SOURCE MATERIAL below:
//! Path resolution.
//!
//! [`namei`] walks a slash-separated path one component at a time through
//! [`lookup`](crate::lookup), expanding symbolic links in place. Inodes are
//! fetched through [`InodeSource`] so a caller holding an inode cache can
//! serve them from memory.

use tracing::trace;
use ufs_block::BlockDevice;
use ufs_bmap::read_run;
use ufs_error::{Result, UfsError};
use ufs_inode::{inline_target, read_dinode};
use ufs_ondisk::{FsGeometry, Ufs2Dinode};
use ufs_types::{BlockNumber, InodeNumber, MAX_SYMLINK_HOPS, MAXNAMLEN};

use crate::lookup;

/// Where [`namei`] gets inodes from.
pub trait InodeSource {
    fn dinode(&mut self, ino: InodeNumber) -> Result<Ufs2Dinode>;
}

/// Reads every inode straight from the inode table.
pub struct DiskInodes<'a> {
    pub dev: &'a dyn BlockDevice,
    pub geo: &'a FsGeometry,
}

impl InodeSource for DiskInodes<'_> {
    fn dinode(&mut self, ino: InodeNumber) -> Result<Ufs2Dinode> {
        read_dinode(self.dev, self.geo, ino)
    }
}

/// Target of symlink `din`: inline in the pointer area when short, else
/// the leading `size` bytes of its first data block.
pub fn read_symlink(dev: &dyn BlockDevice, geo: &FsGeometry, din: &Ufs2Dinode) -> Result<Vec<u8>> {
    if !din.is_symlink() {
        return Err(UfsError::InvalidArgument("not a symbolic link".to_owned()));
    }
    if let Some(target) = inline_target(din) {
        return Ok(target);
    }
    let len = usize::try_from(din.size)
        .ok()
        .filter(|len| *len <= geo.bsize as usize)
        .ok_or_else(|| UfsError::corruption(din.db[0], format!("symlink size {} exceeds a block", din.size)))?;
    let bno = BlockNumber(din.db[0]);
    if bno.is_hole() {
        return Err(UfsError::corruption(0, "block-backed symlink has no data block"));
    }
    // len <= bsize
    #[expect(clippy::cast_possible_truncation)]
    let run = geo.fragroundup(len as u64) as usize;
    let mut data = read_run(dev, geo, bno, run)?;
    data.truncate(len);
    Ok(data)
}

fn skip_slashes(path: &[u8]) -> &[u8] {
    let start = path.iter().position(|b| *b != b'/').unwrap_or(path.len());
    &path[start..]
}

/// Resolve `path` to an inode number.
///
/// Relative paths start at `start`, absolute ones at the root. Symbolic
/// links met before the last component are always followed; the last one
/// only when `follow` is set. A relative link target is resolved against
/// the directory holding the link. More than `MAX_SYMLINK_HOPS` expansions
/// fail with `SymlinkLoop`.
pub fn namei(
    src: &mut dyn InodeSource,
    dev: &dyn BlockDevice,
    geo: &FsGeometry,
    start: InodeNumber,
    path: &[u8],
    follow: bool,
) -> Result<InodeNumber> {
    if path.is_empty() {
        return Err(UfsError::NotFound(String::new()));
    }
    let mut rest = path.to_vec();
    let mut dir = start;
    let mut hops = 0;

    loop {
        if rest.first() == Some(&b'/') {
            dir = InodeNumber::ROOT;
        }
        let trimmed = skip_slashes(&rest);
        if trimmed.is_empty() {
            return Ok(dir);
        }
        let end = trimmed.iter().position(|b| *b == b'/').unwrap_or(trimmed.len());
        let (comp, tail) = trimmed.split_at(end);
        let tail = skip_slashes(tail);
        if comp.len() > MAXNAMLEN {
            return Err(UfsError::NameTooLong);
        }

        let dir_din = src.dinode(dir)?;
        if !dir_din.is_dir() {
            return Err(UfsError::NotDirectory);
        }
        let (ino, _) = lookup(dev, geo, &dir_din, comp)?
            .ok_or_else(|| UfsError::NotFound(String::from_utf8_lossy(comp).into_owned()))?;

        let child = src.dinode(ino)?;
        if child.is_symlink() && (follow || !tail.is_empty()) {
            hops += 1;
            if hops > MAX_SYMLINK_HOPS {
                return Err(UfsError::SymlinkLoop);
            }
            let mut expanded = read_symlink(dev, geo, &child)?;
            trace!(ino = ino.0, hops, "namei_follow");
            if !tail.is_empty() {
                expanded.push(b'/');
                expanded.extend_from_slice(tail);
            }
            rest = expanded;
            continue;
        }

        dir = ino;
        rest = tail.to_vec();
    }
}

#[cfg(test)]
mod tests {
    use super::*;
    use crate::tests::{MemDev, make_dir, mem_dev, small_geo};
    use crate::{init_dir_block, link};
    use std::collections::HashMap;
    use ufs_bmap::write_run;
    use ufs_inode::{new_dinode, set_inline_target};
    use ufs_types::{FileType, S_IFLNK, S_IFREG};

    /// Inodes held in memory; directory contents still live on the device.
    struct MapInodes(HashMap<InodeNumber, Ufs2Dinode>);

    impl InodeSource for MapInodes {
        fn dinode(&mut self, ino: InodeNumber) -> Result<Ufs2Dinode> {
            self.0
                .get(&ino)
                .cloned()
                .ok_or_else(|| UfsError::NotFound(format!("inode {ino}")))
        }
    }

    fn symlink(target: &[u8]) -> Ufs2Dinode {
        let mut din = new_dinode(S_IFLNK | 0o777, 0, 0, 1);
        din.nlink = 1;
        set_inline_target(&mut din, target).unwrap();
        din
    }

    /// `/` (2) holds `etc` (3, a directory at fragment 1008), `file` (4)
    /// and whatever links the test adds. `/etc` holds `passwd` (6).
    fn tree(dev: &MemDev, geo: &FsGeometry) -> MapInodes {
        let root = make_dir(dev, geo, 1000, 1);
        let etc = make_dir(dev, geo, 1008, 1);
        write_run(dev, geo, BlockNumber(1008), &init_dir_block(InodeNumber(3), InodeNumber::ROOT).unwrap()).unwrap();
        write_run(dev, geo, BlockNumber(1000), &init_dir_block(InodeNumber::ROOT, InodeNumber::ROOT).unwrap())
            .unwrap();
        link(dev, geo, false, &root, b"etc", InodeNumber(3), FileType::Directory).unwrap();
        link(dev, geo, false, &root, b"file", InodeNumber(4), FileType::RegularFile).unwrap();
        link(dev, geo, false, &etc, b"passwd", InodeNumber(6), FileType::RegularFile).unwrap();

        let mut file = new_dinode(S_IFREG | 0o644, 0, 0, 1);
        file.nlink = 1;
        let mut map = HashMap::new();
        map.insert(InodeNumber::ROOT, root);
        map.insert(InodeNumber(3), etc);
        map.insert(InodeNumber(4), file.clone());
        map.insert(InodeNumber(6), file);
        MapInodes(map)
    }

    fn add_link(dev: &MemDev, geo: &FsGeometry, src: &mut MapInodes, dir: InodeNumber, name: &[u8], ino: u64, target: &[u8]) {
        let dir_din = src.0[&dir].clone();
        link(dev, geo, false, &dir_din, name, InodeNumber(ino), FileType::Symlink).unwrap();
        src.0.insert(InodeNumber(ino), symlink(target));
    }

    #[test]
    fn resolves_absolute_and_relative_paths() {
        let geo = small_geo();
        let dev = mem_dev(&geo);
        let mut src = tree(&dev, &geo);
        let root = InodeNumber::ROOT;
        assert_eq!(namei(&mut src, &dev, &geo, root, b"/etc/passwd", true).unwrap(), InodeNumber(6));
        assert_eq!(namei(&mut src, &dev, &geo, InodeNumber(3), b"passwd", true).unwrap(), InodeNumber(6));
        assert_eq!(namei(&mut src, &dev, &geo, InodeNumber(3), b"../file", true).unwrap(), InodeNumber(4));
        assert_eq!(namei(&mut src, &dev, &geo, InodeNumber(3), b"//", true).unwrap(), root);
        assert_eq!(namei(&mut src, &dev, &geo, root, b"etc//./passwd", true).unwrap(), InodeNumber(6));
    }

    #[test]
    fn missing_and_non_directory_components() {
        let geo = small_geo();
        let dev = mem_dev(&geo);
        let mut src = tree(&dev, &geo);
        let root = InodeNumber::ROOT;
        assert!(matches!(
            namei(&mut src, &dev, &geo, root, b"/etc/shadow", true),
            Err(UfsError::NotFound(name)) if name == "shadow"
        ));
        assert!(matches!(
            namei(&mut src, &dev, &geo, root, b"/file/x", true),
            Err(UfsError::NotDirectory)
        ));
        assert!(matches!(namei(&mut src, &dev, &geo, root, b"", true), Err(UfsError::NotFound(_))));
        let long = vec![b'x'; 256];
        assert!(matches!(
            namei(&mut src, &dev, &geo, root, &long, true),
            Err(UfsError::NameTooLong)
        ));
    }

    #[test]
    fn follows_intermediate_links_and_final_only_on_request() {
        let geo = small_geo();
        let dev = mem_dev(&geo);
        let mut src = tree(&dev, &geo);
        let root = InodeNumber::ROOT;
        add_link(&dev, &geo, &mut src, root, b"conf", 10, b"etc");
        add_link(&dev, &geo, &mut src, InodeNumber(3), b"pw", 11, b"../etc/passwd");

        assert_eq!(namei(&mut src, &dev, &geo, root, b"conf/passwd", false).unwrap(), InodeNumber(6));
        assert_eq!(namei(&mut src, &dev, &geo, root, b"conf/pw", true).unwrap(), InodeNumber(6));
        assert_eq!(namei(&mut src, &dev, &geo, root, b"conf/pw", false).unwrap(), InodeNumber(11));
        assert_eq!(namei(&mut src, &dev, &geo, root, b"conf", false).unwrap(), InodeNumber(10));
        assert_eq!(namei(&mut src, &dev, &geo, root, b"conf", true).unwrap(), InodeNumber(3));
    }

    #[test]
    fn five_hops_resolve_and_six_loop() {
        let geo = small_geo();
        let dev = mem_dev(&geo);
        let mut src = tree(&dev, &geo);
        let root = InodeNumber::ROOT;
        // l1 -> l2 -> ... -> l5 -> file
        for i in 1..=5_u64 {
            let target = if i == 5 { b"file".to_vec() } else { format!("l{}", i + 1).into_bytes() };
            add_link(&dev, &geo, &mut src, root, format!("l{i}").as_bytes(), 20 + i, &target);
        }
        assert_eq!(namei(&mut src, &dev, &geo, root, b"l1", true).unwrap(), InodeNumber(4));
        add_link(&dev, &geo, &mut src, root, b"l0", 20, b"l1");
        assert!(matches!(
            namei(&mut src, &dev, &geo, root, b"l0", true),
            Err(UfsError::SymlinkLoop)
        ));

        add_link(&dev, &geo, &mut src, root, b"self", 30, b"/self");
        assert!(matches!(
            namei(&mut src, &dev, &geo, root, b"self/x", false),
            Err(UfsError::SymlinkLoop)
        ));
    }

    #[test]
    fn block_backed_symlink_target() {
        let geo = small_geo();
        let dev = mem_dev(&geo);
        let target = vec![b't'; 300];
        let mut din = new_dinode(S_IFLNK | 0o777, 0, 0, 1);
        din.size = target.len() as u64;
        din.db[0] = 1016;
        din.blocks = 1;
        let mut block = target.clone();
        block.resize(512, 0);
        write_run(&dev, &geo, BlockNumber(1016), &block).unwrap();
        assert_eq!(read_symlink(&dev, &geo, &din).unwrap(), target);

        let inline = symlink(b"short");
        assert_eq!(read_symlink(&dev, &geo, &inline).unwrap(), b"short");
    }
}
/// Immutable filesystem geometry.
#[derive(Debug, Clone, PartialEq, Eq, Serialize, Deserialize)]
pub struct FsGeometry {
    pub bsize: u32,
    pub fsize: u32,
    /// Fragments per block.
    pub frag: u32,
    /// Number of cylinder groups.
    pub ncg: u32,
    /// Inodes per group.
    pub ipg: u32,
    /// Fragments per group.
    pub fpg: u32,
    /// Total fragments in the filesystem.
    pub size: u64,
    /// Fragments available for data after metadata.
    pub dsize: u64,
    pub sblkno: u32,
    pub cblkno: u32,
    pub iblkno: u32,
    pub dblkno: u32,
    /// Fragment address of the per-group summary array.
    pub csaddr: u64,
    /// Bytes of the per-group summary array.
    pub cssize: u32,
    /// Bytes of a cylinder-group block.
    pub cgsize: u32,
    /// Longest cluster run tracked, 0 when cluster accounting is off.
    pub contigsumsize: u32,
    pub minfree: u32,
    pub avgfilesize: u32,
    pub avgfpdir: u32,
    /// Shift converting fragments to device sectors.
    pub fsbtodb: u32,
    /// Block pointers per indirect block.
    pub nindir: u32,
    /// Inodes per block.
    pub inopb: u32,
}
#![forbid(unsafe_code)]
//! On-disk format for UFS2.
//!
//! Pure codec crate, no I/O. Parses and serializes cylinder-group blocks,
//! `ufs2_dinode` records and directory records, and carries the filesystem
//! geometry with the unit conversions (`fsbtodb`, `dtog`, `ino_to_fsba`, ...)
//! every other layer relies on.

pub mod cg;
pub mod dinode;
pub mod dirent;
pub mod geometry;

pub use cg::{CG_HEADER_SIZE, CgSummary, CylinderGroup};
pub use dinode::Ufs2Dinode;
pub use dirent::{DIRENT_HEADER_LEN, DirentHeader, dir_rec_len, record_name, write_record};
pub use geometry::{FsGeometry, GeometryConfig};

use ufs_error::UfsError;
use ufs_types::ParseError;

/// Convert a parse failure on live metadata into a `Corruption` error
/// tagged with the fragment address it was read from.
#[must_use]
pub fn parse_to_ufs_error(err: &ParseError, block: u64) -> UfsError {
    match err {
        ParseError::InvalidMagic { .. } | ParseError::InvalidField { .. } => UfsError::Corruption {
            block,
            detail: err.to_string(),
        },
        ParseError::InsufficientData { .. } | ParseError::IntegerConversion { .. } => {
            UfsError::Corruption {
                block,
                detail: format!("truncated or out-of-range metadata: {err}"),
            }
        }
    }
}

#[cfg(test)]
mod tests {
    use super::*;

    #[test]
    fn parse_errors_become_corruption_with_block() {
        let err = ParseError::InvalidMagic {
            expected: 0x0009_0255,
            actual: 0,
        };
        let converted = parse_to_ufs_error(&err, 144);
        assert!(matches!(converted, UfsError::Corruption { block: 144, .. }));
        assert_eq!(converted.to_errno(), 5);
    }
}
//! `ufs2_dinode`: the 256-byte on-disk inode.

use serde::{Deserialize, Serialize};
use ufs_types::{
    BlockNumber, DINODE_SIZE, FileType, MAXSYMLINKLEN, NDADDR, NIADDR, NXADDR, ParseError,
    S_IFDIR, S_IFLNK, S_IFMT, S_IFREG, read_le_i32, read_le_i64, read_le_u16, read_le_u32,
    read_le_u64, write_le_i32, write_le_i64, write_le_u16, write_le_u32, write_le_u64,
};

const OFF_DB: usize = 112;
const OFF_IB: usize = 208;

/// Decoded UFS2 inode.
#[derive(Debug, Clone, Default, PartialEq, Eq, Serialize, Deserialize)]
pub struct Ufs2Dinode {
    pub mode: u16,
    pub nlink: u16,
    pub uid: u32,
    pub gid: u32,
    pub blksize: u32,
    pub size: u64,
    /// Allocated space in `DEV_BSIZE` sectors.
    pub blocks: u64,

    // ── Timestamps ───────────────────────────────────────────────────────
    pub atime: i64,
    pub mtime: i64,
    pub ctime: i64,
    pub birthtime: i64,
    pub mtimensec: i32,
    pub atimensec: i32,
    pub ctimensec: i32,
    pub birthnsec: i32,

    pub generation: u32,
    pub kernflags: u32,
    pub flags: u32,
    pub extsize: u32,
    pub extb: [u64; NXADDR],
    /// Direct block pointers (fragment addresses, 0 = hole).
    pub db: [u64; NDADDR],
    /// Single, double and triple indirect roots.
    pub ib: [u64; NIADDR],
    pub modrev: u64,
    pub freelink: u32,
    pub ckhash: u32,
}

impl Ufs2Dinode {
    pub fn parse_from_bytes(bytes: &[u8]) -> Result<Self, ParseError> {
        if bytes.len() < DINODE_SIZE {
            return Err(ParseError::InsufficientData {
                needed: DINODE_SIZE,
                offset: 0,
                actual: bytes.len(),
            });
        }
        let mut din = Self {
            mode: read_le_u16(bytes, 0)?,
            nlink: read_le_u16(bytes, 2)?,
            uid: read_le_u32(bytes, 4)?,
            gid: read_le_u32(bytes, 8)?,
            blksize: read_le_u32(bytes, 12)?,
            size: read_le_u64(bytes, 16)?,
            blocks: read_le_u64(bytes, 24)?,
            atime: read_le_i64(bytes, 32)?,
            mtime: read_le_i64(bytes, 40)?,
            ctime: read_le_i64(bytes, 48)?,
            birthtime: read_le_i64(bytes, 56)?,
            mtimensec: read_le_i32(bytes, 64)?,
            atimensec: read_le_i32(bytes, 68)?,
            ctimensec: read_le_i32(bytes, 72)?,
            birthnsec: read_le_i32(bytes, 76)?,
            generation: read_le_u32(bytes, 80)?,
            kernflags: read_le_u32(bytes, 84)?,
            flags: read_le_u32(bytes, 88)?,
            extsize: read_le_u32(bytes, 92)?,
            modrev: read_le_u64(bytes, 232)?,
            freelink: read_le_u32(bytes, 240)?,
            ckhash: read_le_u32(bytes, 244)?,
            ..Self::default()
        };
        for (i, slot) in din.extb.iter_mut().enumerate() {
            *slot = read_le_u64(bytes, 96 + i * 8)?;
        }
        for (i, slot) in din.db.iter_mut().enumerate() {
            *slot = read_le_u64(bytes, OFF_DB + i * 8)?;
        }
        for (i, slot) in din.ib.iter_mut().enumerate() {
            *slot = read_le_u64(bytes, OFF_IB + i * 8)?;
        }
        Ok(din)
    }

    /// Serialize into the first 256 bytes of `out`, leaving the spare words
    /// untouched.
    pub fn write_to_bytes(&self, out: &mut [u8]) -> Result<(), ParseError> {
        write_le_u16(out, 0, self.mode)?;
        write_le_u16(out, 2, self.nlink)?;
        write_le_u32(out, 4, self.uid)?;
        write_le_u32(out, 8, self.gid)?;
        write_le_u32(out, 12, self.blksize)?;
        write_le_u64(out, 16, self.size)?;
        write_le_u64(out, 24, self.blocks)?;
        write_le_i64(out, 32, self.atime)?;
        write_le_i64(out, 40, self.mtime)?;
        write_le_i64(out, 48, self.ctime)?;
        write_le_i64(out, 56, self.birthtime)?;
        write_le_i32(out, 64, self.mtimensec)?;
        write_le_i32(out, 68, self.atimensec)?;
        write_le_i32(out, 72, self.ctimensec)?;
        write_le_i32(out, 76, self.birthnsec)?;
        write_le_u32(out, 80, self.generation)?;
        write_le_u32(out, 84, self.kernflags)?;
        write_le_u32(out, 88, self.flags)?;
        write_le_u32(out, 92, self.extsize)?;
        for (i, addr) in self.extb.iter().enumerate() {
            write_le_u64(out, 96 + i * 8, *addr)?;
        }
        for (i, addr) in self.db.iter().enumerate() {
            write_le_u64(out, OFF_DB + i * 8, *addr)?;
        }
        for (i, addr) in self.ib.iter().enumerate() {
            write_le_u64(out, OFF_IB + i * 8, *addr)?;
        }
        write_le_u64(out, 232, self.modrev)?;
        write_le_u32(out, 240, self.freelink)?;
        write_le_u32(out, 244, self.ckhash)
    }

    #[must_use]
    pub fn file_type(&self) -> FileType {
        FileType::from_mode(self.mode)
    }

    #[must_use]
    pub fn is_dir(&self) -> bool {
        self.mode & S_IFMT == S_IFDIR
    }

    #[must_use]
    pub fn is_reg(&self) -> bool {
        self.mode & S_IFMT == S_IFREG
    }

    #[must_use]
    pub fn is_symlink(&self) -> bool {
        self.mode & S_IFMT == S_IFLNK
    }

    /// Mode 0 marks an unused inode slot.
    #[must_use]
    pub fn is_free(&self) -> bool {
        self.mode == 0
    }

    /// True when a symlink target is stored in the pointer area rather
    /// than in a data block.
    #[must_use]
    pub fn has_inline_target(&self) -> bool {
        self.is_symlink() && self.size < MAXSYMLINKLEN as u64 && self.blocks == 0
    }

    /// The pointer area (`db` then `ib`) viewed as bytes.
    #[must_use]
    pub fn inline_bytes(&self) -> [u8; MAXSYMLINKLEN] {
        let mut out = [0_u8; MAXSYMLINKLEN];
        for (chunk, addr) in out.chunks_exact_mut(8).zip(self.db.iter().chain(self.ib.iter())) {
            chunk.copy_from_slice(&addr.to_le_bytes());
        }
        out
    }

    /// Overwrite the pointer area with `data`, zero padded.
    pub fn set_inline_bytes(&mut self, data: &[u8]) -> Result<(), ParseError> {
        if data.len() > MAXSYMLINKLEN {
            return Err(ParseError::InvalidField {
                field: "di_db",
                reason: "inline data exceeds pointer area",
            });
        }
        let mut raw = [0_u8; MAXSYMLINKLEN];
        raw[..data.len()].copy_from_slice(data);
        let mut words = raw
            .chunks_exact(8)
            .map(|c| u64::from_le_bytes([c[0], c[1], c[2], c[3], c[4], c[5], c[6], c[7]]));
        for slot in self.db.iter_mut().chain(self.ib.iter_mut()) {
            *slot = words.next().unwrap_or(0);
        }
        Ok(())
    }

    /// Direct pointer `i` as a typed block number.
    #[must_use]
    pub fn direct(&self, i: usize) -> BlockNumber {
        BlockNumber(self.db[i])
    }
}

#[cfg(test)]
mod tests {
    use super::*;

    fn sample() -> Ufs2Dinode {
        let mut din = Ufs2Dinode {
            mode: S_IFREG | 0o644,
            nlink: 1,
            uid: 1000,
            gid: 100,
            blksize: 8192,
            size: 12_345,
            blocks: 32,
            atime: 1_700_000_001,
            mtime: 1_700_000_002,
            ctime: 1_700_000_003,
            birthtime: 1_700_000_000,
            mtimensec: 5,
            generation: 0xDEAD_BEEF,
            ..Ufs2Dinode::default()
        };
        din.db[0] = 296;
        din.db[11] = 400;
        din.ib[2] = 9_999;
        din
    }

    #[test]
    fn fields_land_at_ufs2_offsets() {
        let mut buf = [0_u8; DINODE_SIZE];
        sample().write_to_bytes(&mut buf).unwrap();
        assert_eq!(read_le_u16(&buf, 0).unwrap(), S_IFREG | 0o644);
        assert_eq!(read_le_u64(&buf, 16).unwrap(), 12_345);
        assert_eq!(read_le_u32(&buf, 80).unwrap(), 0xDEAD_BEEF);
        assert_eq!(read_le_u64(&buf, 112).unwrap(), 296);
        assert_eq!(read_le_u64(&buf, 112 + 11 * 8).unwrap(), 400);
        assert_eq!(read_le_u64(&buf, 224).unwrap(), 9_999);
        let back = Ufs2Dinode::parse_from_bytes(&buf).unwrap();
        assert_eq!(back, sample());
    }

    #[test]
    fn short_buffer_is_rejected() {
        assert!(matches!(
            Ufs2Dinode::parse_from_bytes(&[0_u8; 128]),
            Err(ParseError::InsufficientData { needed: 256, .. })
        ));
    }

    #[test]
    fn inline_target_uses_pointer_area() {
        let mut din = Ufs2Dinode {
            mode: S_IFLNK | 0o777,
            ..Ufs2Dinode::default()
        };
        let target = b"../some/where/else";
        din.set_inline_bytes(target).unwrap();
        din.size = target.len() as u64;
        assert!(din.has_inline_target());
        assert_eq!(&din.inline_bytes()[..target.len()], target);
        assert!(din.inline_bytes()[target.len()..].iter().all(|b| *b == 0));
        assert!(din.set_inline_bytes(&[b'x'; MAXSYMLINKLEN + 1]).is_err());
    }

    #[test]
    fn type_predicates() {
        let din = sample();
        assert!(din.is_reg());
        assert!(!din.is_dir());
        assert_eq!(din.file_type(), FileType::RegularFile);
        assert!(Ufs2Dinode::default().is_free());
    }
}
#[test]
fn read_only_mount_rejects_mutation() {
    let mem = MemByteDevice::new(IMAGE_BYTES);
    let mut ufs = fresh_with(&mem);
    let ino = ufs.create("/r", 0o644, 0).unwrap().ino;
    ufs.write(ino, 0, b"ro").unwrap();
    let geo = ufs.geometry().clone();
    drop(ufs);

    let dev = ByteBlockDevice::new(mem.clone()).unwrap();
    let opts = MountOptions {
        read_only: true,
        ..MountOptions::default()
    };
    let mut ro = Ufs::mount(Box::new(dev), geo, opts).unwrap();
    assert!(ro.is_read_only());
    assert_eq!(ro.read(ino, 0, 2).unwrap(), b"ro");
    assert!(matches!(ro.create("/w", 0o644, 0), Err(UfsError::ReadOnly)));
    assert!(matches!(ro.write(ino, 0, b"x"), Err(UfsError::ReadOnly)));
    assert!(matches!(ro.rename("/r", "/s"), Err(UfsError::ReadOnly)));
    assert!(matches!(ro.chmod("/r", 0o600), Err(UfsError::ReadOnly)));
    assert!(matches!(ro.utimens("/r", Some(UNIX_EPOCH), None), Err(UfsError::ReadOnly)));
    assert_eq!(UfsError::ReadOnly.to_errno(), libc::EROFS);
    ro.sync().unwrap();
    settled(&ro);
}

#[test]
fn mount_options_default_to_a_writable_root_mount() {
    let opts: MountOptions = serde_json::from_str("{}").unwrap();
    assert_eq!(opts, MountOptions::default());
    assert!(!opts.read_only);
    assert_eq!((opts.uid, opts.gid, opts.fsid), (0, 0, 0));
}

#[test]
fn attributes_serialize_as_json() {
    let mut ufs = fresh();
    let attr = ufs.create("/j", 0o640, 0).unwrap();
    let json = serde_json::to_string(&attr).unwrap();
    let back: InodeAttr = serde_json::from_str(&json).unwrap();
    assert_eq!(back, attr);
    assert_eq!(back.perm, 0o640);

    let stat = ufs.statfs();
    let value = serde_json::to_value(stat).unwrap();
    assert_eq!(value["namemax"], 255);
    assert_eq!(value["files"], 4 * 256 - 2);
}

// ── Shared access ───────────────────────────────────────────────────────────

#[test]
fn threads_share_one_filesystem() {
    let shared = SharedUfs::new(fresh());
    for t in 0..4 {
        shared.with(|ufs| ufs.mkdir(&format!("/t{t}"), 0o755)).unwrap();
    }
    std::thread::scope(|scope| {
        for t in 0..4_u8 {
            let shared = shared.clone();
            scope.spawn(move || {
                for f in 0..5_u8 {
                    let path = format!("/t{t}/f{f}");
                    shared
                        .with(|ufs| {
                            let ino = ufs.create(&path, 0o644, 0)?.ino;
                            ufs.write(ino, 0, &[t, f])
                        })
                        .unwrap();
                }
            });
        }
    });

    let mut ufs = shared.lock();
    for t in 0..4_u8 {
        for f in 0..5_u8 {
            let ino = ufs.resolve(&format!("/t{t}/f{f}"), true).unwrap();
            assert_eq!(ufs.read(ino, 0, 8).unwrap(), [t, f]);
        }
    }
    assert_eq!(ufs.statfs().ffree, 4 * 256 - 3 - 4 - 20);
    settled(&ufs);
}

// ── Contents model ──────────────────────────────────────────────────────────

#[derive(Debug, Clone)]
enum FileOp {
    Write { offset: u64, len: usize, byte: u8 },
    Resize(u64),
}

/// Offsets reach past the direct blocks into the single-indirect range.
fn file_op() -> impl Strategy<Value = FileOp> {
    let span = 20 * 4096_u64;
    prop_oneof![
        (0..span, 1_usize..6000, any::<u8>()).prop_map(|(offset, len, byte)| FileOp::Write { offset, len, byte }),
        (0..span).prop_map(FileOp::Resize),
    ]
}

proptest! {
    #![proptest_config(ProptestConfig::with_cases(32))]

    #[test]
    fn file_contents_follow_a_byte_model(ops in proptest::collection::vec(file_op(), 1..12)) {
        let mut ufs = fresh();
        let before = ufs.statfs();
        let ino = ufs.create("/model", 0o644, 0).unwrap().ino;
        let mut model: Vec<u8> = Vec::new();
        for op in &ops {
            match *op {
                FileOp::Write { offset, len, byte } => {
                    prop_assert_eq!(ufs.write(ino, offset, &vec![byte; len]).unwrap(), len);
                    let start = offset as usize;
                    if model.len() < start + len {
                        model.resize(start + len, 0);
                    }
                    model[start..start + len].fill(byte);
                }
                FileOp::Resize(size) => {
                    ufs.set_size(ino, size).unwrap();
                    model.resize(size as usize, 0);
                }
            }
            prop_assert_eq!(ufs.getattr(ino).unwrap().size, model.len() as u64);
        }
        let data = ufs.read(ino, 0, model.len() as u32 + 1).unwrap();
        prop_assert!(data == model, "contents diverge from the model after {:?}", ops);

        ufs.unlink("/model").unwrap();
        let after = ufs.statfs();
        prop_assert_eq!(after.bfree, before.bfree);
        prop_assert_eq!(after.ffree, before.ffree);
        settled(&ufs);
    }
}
End of SOURCE MATERIAL.
# ASSIGNMENT:
Find all lines holding the word "expanded" in the records above and copy them.

# RESULT:
            let mut expanded = read_symlink(dev, geo, &child)?;
                expanded.push(b'/');
                expanded.extend_from_slice(tail);
            rest = expanded;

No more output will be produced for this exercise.